L’Initiative suisse pour des multinationales responsables, sur laquelle le Peuple souverain se prononcera le 29 novembre, déborde en Afrique. Elle provoque des remous dans le lointain Burkina Faso, en Afrique de l’ouest.
La semaine dernière, le ministre du Commerce et de l’artisanat du pays, M. Harouna Kaboré, était à Berne pour apporter son « soutien » aux opposants de l’initiative. « Un parti pris et une ingérence regrettable » dans un débat démocratique interne à la Suisse, se sont indignées des organisations de la société civile locale.
Dans une déclaration conjointe publiée sur le site : lefaso.net, le Centre d’études et de recherches sur le droit de l’environnement (CERDE) et l’African coalition for corporate accountability (ACCA) ont fait la leçon au ministre. « La France qui est, à n’en point douter, l’un des premiers partenaires commerciaux du Burkina Faso a adopté en 2017, une loi similaire à l’initiative suisse sans que cela n’ait suscité un tel courroux des autorités burkinabè, bien plus proches de Paris que de Berne », ont-elles rappelé. Elles rejetaient la justification donnée par le ministre Kaboré sur le bien-fondé de son soutien aux opposants.
Pour les deux organisations, la position du ministre burkinabè est en porte-à-faux avec « l’évolution normative internationale » sur le sujet. Elle contredit ouvertement aussi l’effort et les engagements internationaux du Burkina Faso sur la nécessité d’une redevabilité des entreprises multinationales, en cas de non-respect des règles internationales de protection des droits humains et de l’environnement.
OBLIGATION DE PROTEGER
En 2011, le Conseil des droits de l’homme avait adopté à l’unanimité, les principes directeurs des Nations- Unies sur les entreprises et les droits humains. Ces principes, internationalement reconnus comme cadre de référence prévoient une obligation de « diligence raisonnable », à charge des entreprises multinationales dans leur opérations. C’est ce type d’obligation juridique que l’initiative suisse vise à établir dans le droit interne suisse.

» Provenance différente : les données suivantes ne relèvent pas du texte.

//! Macro mapping: a few high-level knobs steering many base parameters.
//!
//! Two interchangeable mapping policies exist: [`MacroMode::Thematic`]
//! (five scene-building knobs) and [`MacroMode::Expressive`] (three
//! performance knobs). Exactly one is active at a time.
//!
//! `compute_targets` is a pure function of the macro vector — no hidden
//! history — so the same knob positions always produce the same targets.
//! The blend policy lives with the pipeline: the macro system contributes a
//! *target* which is lerped against the user value by [`influence`] before
//! smoothing, so at influence 0 the macros are fully transparent.

use graviton_core::{PARAM_COUNT, ParamKey, lerp};

/// Maximum macro knob count across modes.
pub const MAX_MACROS: usize = 5;

/// Rest position of every macro knob.
pub const MACRO_DEFAULT: f32 = 0.5;

/// Active macro mapping policy.
#[derive(Debug, Clone, Copy, PartialEq, Eq, Default)]
pub enum MacroMode {
    /// Five scene-building knobs: Orbit, Bloomfield, Texture, Motion, Space.
    #[default]
    Thematic,
    /// Three performance knobs: Energy, Gravity, Color.
    Expressive,
}

impl MacroMode {
    /// Number of macro knobs in this mode.
    pub const fn macro_count(self) -> usize {
        match self {
            MacroMode::Thematic => 5,
            MacroMode::Expressive => 3,
        }
    }

    /// Influence sensitivity: how fast knob deviation from rest saturates
    /// the macro system's authority.
    const fn sensitivity(self) -> f32 {
        match self {
            // Five knobs, gentler per-knob weight.
            MacroMode::Thematic => 0.8,
            // Three knobs that should take over quickly when performed.
            MacroMode::Expressive => 1.2,
        }
    }

    /// Selector index for this mode.
    pub const fn index(self) -> usize {
        match self {
            MacroMode::Thematic => 0,
            MacroMode::Expressive => 1,
        }
    }

    /// Mode at an integer selector index, clamping out-of-range to Thematic.
    pub fn from_index(index: usize) -> MacroMode {
        match index {
            1 => MacroMode::Expressive,
            _ => MacroMode::Thematic,
        }
    }

    /// Stable name used by the preset schema.
    pub const fn as_str(self) -> &'static str {
        match self {
            MacroMode::Thematic => "thematic",
            MacroMode::Expressive => "expressive",
        }
    }

    /// Look up a mode by its stable name.
    pub fn from_str_name(name: &str) -> Option<MacroMode> {
        match name {
            "thematic" => Some(MacroMode::Thematic),
            "expressive" => Some(MacroMode::Expressive),
            _ => None,
        }
    }
}

/// Computed per-parameter macro targets for one block.
///
/// `None` means the active policy does not govern that parameter and the
/// user value passes through untouched.
#[derive(Debug, Clone, Copy)]
pub struct MacroTargets {
    targets: [Option<f32>; PARAM_COUNT],
}

impl MacroTargets {
    /// Target for one parameter, if governed.
    #[inline]
    pub fn get(&self, key: ParamKey) -> Option<f32> {
        self.targets[key.index()]
    }

    fn none() -> Self {
        Self {
            targets: [None; PARAM_COUNT],
        }
    }

    fn set(&mut self, key: ParamKey, value: f32) {
        self.targets[key.index()] = Some(key.spec().clamp(value));
    }
}

/// Stateless macro-to-parameter mapper.
#[derive(Debug, Clone, Copy, Default)]
pub struct MacroMapper {
    mode: MacroMode,
}

impl MacroMapper {
    /// Mapper with the given policy.
    pub fn new(mode: MacroMode) -> Self {
        Self { mode }
    }

    /// Active policy.
    pub fn mode(&self) -> MacroMode {
        self.mode
    }

    /// Switch policy.
    pub fn set_mode(&mut self, mode: MacroMode) {
        self.mode = mode;
    }

    /// Macro authority in [0, 1]: 0 with every knob at rest, saturating as
    /// knobs deviate.
    pub fn influence(&self, macros: &[f32]) -> f32 {
        let count = self.mode.macro_count().min(macros.len());
        let deviation: f32 = macros[..count]
            .iter()
            .map(|m| (m.clamp(0.0, 1.0) - MACRO_DEFAULT).abs())
            .sum();
        (deviation * self.mode.sensitivity()).clamp(0.0, 1.0)
    }

    /// Compute one target per governed base parameter.
    ///
    /// Pure: no state is read besides the mode, none is written. Missing
    /// knob values (short slice) are treated as resting.
    pub fn compute_targets(&self, macros: &[f32]) -> MacroTargets {
        let knob = |i: usize| -> f32 {
            macros.get(i).copied().unwrap_or(MACRO_DEFAULT).clamp(0.0, 1.0)
        };
        let mut out = MacroTargets::none();
        match self.mode {
            MacroMode::Thematic => {
                // Orbit: overall size and persistence of the space.
                let orbit = knob(0);
                out.set(ParamKey::Time, lerp(0.2, 1.0, orbit));
                out.set(ParamKey::Mass, lerp(0.25, 0.95, orbit));
                out.set(ParamKey::Decay, lerp(0.3, 0.9, orbit));

                // Bloomfield: late-field wash.
                let bloomfield = knob(1);
                out.set(ParamKey::Bloom, bloomfield);
                out.set(ParamKey::Haze, lerp(0.0, 0.8, bloomfield));
                out.set(ParamKey::Shimmer, lerp(0.0, 0.6, bloomfield * bloomfield));

                // Texture: granularity and surface character.
                let texture = knob(2);
                out.set(ParamKey::Density, lerp(0.2, 1.0, texture));
                out.set(ParamKey::Grain, lerp(0.0, 0.9, texture));
                out.set(ParamKey::Scatter, lerp(0.1, 0.8, texture));
                out.set(ParamKey::Material, texture);

                // Motion: internal movement.
                let motion = knob(3);
                out.set(ParamKey::Drift, lerp(0.0, 0.9, motion));
                out.set(ParamKey::Swirl, lerp(0.0, 0.8, motion));
                out.set(ParamKey::MotionRate, motion);
                out.set(ParamKey::MotionDepth, lerp(0.05, 0.7, motion));
                out.set(ParamKey::Warp, lerp(0.0, 0.6, motion * motion));

                // Space: image and placement.
                let space = knob(4);
                out.set(ParamKey::Width, lerp(0.4, 1.0, space));
                out.set(ParamKey::Air, space);
                out.set(ParamKey::Mix, lerp(0.15, 0.7, space));
            }
            MacroMode::Expressive => {
                // Energy: how much the effect breathes with playing.
                let energy = knob(0);
                out.set(ParamKey::Density, lerp(0.3, 1.0, energy));
                out.set(ParamKey::Bloom, lerp(0.1, 0.9, energy));
                out.set(ParamKey::MotionDepth, lerp(0.0, 0.8, energy));
                out.set(ParamKey::Attack, lerp(0.6, 0.05, energy));

                // Gravity: pull of the tail.
                let gravity = knob(1);
                out.set(ParamKey::Gravity, gravity);
                out.set(ParamKey::Time, lerp(0.25, 1.0, gravity));
                out.set(ParamKey::Feedback, lerp(0.2, 0.8, gravity));
                out.set(ParamKey::Mass, lerp(0.3, 0.9, gravity));

                // Color: spectral balance.
                let color = knob(2);
                out.set(ParamKey::Tone, color);
                out.set(ParamKey::Tilt, color);
                out.set(ParamKey::Air, lerp(0.1, 0.95, color));
                out.set(ParamKey::Material, lerp(0.2, 0.9, color));
            }
        }
        out
    }
}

« Mieux, ont poursuivi les deux organisations, le Burkina Faso fait partie des 14 Etats à avoir voté, le 29 juin 2014, en faveur de la résolution 26/9 du Conseil de droit de l’homme des Nations- Unies ». Celui-ci appelle prône l’élaboration d’un instrument international juridiquement contraignant sur les sociétés transnationales et autres entreprises en matière de droits humains. Ce cadre juridique a même une vocation plus ambitieuse et plus contraignante. En tant que membre du groupe africain et à titre individuel, le Burkina Faso est resté engagé dans ce processus, toujours en cours au sein des Nations- Unies.
Il apparait donc clairement que le Burkina Faso milite au plan international et régional, en faveur d’obligations internationales plus contraignantes pour les entreprises multinationales en matière environnementale et des droits humains. Cet engagement a été constamment sollicité et salué par la société civile burkinabè et africaine. On peine dès lors à comprendre comment le Burkina pourrait subitement voir d’un mauvais œil l’adoption de lois nationales comme celle initiée en Suisse.
Enfin, pour le CERDE et ACCA, en vertu de ses engagements internationaux en matière de droits humains, l’Etat du Burkina Faso à l’obligation de protéger ses citoyens contre toutes formes de violations de leurs droits. (…).